Stored items:
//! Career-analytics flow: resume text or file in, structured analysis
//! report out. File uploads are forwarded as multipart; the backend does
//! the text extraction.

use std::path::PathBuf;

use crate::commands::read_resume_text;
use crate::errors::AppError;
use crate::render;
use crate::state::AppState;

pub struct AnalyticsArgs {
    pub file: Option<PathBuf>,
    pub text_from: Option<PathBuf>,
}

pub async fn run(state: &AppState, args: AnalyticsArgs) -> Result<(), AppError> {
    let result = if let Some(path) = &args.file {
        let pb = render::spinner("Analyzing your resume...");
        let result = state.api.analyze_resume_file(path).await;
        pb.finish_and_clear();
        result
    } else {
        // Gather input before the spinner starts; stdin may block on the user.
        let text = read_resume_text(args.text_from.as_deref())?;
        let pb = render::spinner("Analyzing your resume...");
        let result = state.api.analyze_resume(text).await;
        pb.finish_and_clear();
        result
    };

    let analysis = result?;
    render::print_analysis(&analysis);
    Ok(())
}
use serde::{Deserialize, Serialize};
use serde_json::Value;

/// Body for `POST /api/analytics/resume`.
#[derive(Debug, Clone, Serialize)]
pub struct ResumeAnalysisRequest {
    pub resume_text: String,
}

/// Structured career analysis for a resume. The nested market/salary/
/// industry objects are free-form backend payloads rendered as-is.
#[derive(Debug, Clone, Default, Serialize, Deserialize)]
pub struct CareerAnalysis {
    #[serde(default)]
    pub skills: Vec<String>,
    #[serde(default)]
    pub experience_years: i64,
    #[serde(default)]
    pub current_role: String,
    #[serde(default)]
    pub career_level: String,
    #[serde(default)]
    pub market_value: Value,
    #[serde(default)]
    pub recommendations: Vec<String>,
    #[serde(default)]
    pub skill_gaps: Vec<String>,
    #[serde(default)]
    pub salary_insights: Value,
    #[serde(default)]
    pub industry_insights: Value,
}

_TASK GOAL_
Which lines above run from the one containing "use crate::state::AppState;" to the one containing "payloads rendered as-is."? Give them again exactly, both ends included.

_TASK ANSWER_
use crate::state::AppState;

pub struct AnalyticsArgs {
    pub file: Option<PathBuf>,
    pub text_from: Option<PathBuf>,
}

pub async fn run(state: &AppState, args: AnalyticsArgs) -> Result<(), AppError> {
    let result = if let Some(path) = &args.file {
        let pb = render::spinner("Analyzing your resume...");
        let result = state.api.analyze_resume_file(path).await;
        pb.finish_and_clear();
        result
    } else {
        // Gather input before the spinner starts; stdin may block on the user.
        let text = read_resume_text(args.text_from.as_deref())?;
        let pb = render::spinner("Analyzing your resume...");
        let result = state.api.analyze_resume(text).await;
        pb.finish_and_clear();
        result
    };

    let analysis = result?;
    render::print_analysis(&analysis);
    Ok(())
}
use serde::{Deserialize, Serialize};
use serde_json::Value;

/// Body for `POST /api/analytics/resume`.
#[derive(Debug, Clone, Serialize)]
pub struct ResumeAnalysisRequest {
    pub resume_text: String,
}

/// Structured career analysis for a resume. The nested market/salary/
/// industry objects are free-form backend payloads rendered as-is.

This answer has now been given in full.